Gene-associated regions Regulatory and 5` and 3` untranslated regions (UTRs) play an important part in gene expression (in translation, regulation, stability, and/or localization of mRNAs) would not longer be considered part of the gene - in a strict definition of regions encoding the final product. We can create a “special category” for them – gene associated. It can also be applied to untranslated regions that contribute to multiple gene loci, such as the long spliced transcripts observed in the trans-spliced exons.

CONCLUSION In complex cases - the gene turns out not to correspond to e discrete single genetic locus, as sequences coding for its product(s) may be widely separated in the genome. Because the gene is a set of sequences shared among the products, there is no requirement of connectivity between these sequences. Members of a sequence can be on different strands of a chromosome or even on separate chromosomes. The classical view of a gene as a unit of hereditary information aligned along a chromosome, each coding for one protein, has changed over the past fifty years. What is not changed is that genotype determines phenotype, and at molecular level it means, that DNA sequences determine the sequences of functional molecules. In the simplest case, one DNA sequence codes for one protein or RNA. In most general case, we can have genes consisting of sequence modules that combine in multiple ways to generate products.

CONCLUSION Important aspect – the product (protein or RNA) must be functional for the purpose of assigning them to a particular gene. We probably will not be able to ever know the function of all molecules in the genome.
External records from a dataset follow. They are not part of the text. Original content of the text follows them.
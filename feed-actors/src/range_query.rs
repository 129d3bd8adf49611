use crate::buffer::BufferHandle;
use crate::data_source::SharedLogQuery;
use crate::metrics::SharedMetrics;
use crate::BlockRange;
use feed_protocol::{Event, EventCategory};
use thiserror::Error;
use tokio::task::JoinHandle;
use tracing::{debug, info, warn};

#[derive(Debug, Clone, PartialEq, Eq)]
pub enum RangeQueryResult {
    Events(Vec<Event>),
    Empty,
}

#[derive(Debug, Clone, PartialEq, Eq)]
pub struct RangeQueryReport {
    pub category: EventCategory,
    pub range: BlockRange,
    pub result: RangeQueryResult,
}

/// Where a worker delivers its result.
#[derive(Clone)]
pub enum Recipient {
    /// Insert the events into a buffer; `Empty` results insert nothing.
    Buffer(BufferHandle),
    Channel(flume::Sender<RangeQueryReport>),
}

#[derive(Debug, Error)]
pub enum RangeQueryError {
    #[error("range query {category} {range} failed: {err:#}")]
    Query {
        category: EventCategory,
        range: BlockRange,
        err: anyhow::Error,
    },
    #[error("recipient of range query {category} {range} is gone")]
    RecipientGone {
        category: EventCategory,
        range: BlockRange,
    },
}

/// One-shot fetch of a category's events over a block range.
pub struct RangeQueryWorker {
    query: SharedLogQuery,
    category: EventCategory,
    range: BlockRange,
    recipient: Recipient,
    metrics: SharedMetrics,
}

impl RangeQueryWorker {
    pub fn new(
        query: SharedLogQuery,
        category: EventCategory,
        range: BlockRange,
        recipient: Recipient,
        metrics: SharedMetrics,
    ) -> Self {
        Self {
            query,
            category,
            range,
            recipient,
            metrics,
        }
    }

    pub fn spawn(self) -> JoinHandle<Result<usize, RangeQueryError>> {
        tokio::spawn(self.run())
    }

    /// Fetches and delivers once, returning the number of events delivered.
    pub async fn run(self) -> Result<usize, RangeQueryError> {
        let (category, range) = (self.category, self.range);
        debug!(%category, from = range.from, to = range.to, "Querying events");
        self.metrics.increment_range_queries();

        let mut events = self
            .query
            .query_logs(category, range)
            .await
            .inspect_err(|err| warn!(%category, %range, err = ?err, "Range query failed"))
            .map_err(|err| {
                self.metrics.increment_range_queries_failed();
                RangeQueryError::Query {
                    category,
                    range,
                    err,
                }
            })?;
        events.sort_by_key(|event| event.key);
        let count = events.len();

        let result = if events.is_empty() {
            RangeQueryResult::Empty
        } else {
            RangeQueryResult::Events(events)
        };
        let delivered = match self.recipient {
            Recipient::Buffer(buffer) => match result {
                RangeQueryResult::Events(events) => buffer.insert_batch(events).await.is_ok(),
                RangeQueryResult::Empty => !buffer.is_closed(),
            },
            Recipient::Channel(tx) => tx
                .send_async(RangeQueryReport {
                    category,
                    range,
                    result,
                })
                .await
                .is_ok(),
        };
        if !delivered {
            return Err(RangeQueryError::RecipientGone { category, range });
        }
        if count > 0 {
            info!(%category, from = range.from, to = range.to, count, "Fetched events");
        }
        Ok(count)
    }
}
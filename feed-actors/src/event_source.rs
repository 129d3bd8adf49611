use crate::buffer::BufferHandle;
use crate::data_source::SharedLogQuery;
use crate::metrics::SharedMetrics;
use crate::range_query::{RangeQueryReport, RangeQueryResult, RangeQueryWorker, Recipient};
use crate::ticker::NewBlock;
use crate::BlockRange;
use anyhow::{anyhow, Context};
use feed_protocol::{Event, EventCategory};
use tokio::sync::broadcast::error::RecvError;
use tokio::sync::{broadcast, oneshot};
use tracing::{debug, error, info, warn};

/// Events of one category up to and including `watermark`, in key order.
#[derive(Debug, Clone, PartialEq, Eq)]
pub struct LiveBatch {
    pub category: EventCategory,
    pub watermark: u64,
    pub events: Vec<Event>,
}

/// Follows the chain head for one category: every new block triggers one range query
/// covering everything after the watermark.
///
/// Cycles through waiting for a tick, fetching the range and publishing the batch.
#[derive(bon::Builder)]
pub struct EventSource {
    category: EventCategory,
    query: SharedLogQuery,
    /// Scratch buffer for ordering and de-duplicating one fetch.
    buffer: BufferHandle,
    ticks: broadcast::Receiver<NewBlock>,
    live_tx: flume::Sender<LiveBatch>,
    shutdown: oneshot::Receiver<()>,
    metrics: SharedMetrics,
    /// Last fully incorporated block; the first tick sets it to `tick - 1` when unset.
    watermark: Option<u64>,
    /// Head to fetch before waiting for the first tick. Ignored unless above the watermark.
    pending_head: Option<u64>,
    #[builder(skip)]
    ticks_closed: bool,
}

impl EventSource {
    pub async fn process(mut self) -> anyhow::Result<()> {
        info!(category = %self.category, watermark = ?self.watermark, "Event source started");
        if let (Some(head), Some(watermark)) = (self.pending_head, self.watermark) {
            if head <= watermark {
                debug!(
                    category = %self.category,
                    head,
                    watermark,
                    "Initial head already covered"
                );
                self.pending_head = None;
            }
        }
        loop {
            let head = match self.pending_head.take() {
                Some(head) => head,
                None => match self.wait_for_tick().await {
                    Some(head) => head,
                    None => return Ok(()),
                },
            };
            if !self.fetch(head).await? {
                return Ok(());
            }
        }
    }

    /// `None` means the source should stop.
    async fn wait_for_tick(&mut self) -> Option<u64> {
        if self.ticks_closed {
            info!(category = %self.category, "Tick source closed, event source stopping");
            return None;
        }
        loop {
            tokio::select! {
                biased;
                _ = &mut self.shutdown => {
                    info!(category = %self.category, "Event source received shutdown");
                    return None;
                }
                tick = self.ticks.recv() => match tick {
                    Ok(NewBlock { height }) => return Some(height),
                    Err(RecvError::Lagged(skipped)) => {
                        warn!(category = %self.category, skipped, "Event source lagged behind ticks");
                    }
                    Err(RecvError::Closed) => {
                        info!(category = %self.category, "Tick source closed, event source stopping");
                        return None;
                    }
                }
            }
        }
    }

    /// Returns `Ok(false)` when shutdown arrived while fetching.
    async fn fetch(&mut self, head: u64) -> anyhow::Result<bool> {
        let watermark = *self.watermark.get_or_insert(head.saturating_sub(1));
        if head <= watermark {
            warn!(category = %self.category, head, watermark, "Ignoring stale block tick");
            return Ok(true);
        }
        let range = BlockRange::new(watermark + 1, head);
        let (report_tx, report_rx) = flume::bounded(1);
        let mut worker = RangeQueryWorker::new(
            self.query.clone(),
            self.category,
            range,
            Recipient::Channel(report_tx),
            self.metrics.clone(),
        )
        .spawn();

        let joined = loop {
            tokio::select! {
                biased;
                _ = &mut self.shutdown => {
                    worker.abort();
                    info!(category = %self.category, %range, "Event source received shutdown while fetching");
                    return Ok(false);
                }
                joined = &mut worker => break joined,
                tick = self.ticks.recv(), if !self.ticks_closed => match tick {
                    Ok(NewBlock { height }) => {
                        self.pending_head = Some(self.pending_head.map_or(height, |h| h.max(height)));
                    }
                    Err(RecvError::Lagged(skipped)) => {
                        warn!(category = %self.category, skipped, "Event source lagged behind ticks");
                    }
                    Err(RecvError::Closed) => self.ticks_closed = true,
                },
            }
        };

        match joined {
            Ok(Ok(_)) => match report_rx.try_recv() {
                Ok(report) => self.publish(report, head).await?,
                Err(_) => {
                    warn!(category = %self.category, %range, "Range query ended without a report")
                }
            },
            Ok(Err(err)) => {
                warn!(
                    category = %self.category,
                    %err,
                    "Range query failed, range is retried on the next block"
                );
            }
            Err(err) => {
                self.metrics.increment_range_queries_failed();
                error!(category = %self.category, %range, %err, "Range query worker crashed");
            }
        }
        Ok(true)
    }

    async fn publish(&mut self, report: RangeQueryReport, head: u64) -> anyhow::Result<()> {
        if let RangeQueryResult::Events(events) = report.result {
            self.buffer
                .insert_batch(events)
                .await
                .context("event source buffer failed")?;
        }
        self.watermark = Some(head);
        let events = self
            .buffer
            .take_all()
            .await
            .context("event source buffer failed")?;
        debug!(
            category = %self.category,
            range = %report.range,
            events = events.len(),
            "Publishing live batch"
        );
        self.metrics.increment_live_batches();
        self.live_tx
            .send_async(LiveBatch {
                category: self.category,
                watermark: head,
                events,
            })
            .await
            .map_err(|_| anyhow!("live stream of {} closed", self.category))
    }
}

#[cfg(test)]
mod tests {
    use super::*;
    use crate::buffer::EventBuffer;
    use crate::feed::FeedTimeouts;
    use crate::metrics::create_shared_metrics;
    use crate::testing::{event, keys, MockChain};
    use crate::ticker::BlockTicker;
    use feed_protocol::Key;
    use std::sync::Arc;
    use std::time::Duration;

    struct Harness {
        ticks: broadcast::Sender<NewBlock>,
        live: flume::Receiver<LiveBatch>,
        shutdown: oneshot::Sender<()>,
        task: tokio::task::JoinHandle<anyhow::Result<()>>,
    }

    fn start(chain: Arc<MockChain>, category: EventCategory, watermark: Option<u64>) -> Harness {
        start_at(chain, category, watermark, None)
    }

    fn start_at(
        chain: Arc<MockChain>,
        category: EventCategory,
        watermark: Option<u64>,
        pending_head: Option<u64>,
    ) -> Harness {
        let (ticks, ticks_rx) = broadcast::channel(16);
        let (live_tx, live) = flume::unbounded();
        let (shutdown, shutdown_rx) = oneshot::channel();
        let metrics = create_shared_metrics();
        let (buffer, _) = EventBuffer::spawn("source", FeedTimeouts::default(), metrics.clone());
        let source = EventSource::builder()
            .category(category)
            .query(chain)
            .buffer(buffer)
            .ticks(ticks_rx)
            .live_tx(live_tx)
            .shutdown(shutdown_rx)
            .metrics(metrics)
            .maybe_watermark(watermark)
            .maybe_pending_head(pending_head)
            .build();
        Harness {
            ticks,
            live,
            shutdown,
            task: tokio::spawn(source.process()),
        }
    }

    #[tokio::test]
    async fn test_first_tick_fetches_only_that_block() {
        let chain = MockChain::new();
        chain.push([
            event(EventCategory::Trust, 100, 0),
            event(EventCategory::Trust, 101, 2),
            event(EventCategory::Trust, 101, 1),
        ]);
        let harness = start(chain.clone(), EventCategory::Trust, None);

        harness.ticks.send(NewBlock { height: 101 }).unwrap();
        let batch = harness.live.recv_async().await.unwrap();
        assert_eq!(batch.watermark, 101);
        assert_eq!(keys(&batch.events), vec![Key::new(101, 1), Key::new(101, 2)]);
        assert_eq!(chain.calls_for(EventCategory::Trust), vec![BlockRange::new(101, 101)]);

        harness.shutdown.send(()).unwrap();
        harness.task.await.unwrap().unwrap();
    }

    #[tokio::test]
    async fn test_crashed_worker_keeps_watermark() {
        let chain = MockChain::new();
        chain.push([event(EventCategory::Signup, 101, 0), event(EventCategory::Signup, 102, 0)]);
        chain.panic_queries(EventCategory::Signup, 1);
        let harness = start(chain.clone(), EventCategory::Signup, Some(100));

        harness.ticks.send(NewBlock { height: 101 }).unwrap();
        harness.ticks.send(NewBlock { height: 102 }).unwrap();
        let batch = harness.live.recv_async().await.unwrap();
        assert_eq!(batch.watermark, 102);
        assert_eq!(keys(&batch.events), vec![Key::new(101, 0), Key::new(102, 0)]);
        assert_eq!(
            chain.calls_for(EventCategory::Signup),
            vec![BlockRange::new(101, 101), BlockRange::new(101, 102)]
        );
        harness.shutdown.send(()).unwrap();
        harness.task.await.unwrap().unwrap();
    }

    #[tokio::test]
    async fn test_failed_query_extends_next_range() {
        let chain = MockChain::new();
        chain.fail_queries(EventCategory::Transfer, 1);
        let harness = start(chain.clone(), EventCategory::Transfer, Some(50));

        harness.ticks.send(NewBlock { height: 52 }).unwrap();
        harness.ticks.send(NewBlock { height: 53 }).unwrap();
        let batch = harness.live.recv_async().await.unwrap();
        assert_eq!(batch.watermark, 53);
        assert!(batch.events.is_empty());
        assert_eq!(
            chain.calls_for(EventCategory::Transfer),
            vec![BlockRange::new(51, 52), BlockRange::new(51, 53)]
        );
        harness.shutdown.send(()).unwrap();
        harness.task.await.unwrap().unwrap();
    }

    #[tokio::test]
    async fn test_stale_ticks_are_ignored() {
        let chain = MockChain::new();
        let harness = start(chain.clone(), EventCategory::Signup, Some(10));

        harness.ticks.send(NewBlock { height: 9 }).unwrap();
        harness.ticks.send(NewBlock { height: 10 }).unwrap();
        harness.ticks.send(NewBlock { height: 11 }).unwrap();
        let batch = harness.live.recv_async().await.unwrap();
        assert_eq!(batch.watermark, 11);
        assert_eq!(chain.calls_for(EventCategory::Signup), vec![BlockRange::new(11, 11)]);
        harness.shutdown.send(()).unwrap();
        harness.task.await.unwrap().unwrap();
    }

    #[tokio::test]
    async fn test_initial_head_above_watermark_is_fetched() {
        let chain = MockChain::new();
        chain.push([event(EventCategory::Trust, 22, 0)]);
        let harness = start_at(chain.clone(), EventCategory::Trust, Some(20), Some(22));

        let batch = harness.live.recv_async().await.unwrap();
        assert_eq!(batch.watermark, 22);
        assert_eq!(keys(&batch.events), vec![Key::new(22, 0)]);
        assert_eq!(chain.calls_for(EventCategory::Trust), vec![BlockRange::new(21, 22)]);
        harness.shutdown.send(()).unwrap();
        harness.task.await.unwrap().unwrap();
    }

    #[tokio::test]
    async fn test_initial_head_at_watermark_waits_for_tick() {
        let chain = MockChain::new();
        let harness = start_at(chain.clone(), EventCategory::Signup, Some(20), Some(20));

        harness.ticks.send(NewBlock { height: 21 }).unwrap();
        let batch = harness.live.recv_async().await.unwrap();
        assert_eq!(batch.watermark, 21);
        assert_eq!(chain.calls_for(EventCategory::Signup), vec![BlockRange::new(21, 21)]);
        harness.shutdown.send(()).unwrap();
        harness.task.await.unwrap().unwrap();
    }

    #[tokio::test(start_paused = true)]
    async fn test_repeated_head_triggers_single_fetch() {
        let chain = MockChain::new();
        chain.set_head(100);
        let metrics = create_shared_metrics();
        let (ticker_shutdown, ticker_shutdown_rx) = oneshot::channel();
        let (ticker, hub) = BlockTicker::new(
            chain.clone(),
            Duration::from_secs(1),
            ticker_shutdown_rx,
            metrics.clone(),
        );
        let (live_tx, live) = flume::unbounded();
        let (shutdown, shutdown_rx) = oneshot::channel();
        let (buffer, _) = EventBuffer::spawn("source", FeedTimeouts::default(), metrics.clone());
        let source = EventSource::builder()
            .category(EventCategory::OrganizationSignup)
            .query(chain.clone())
            .buffer(buffer)
            .ticks(hub.subscribe())
            .live_tx(live_tx)
            .shutdown(shutdown_rx)
            .metrics(metrics)
            .build();
        let ticker_task = tokio::spawn(ticker.process());
        let source_task = tokio::spawn(source.process());

        assert_eq!(hub.wait_for_head().await.unwrap(), 100);
        tokio::time::sleep(Duration::from_millis(2500)).await;
        assert!(live.is_empty());
        chain.set_head(101);

        let batch = live.recv_async().await.unwrap();
        assert_eq!(batch.watermark, 101);
        tokio::time::sleep(Duration::from_secs(3)).await;
        assert!(live.is_empty());
        assert_eq!(
            chain.calls_for(EventCategory::OrganizationSignup),
            vec![BlockRange::new(101, 101)]
        );

        shutdown.send(()).unwrap();
        ticker_shutdown.send(()).unwrap();
        source_task.await.unwrap().unwrap();
        ticker_task.await.unwrap().unwrap();
    }
}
Some of the products are just “noise” i.e., results of evolutionary neutral events that is tolerated by the organism – or there may be a function that is shared by so many other genomic products that identifying function by mutational approaches may be very difficult. If our definition of a gene relies on functional products, finalizing the number of genes in our genome may take a long time. And the last question – what biological function actually is? With this we move the hard question from “what is a gene? To “what is a function”!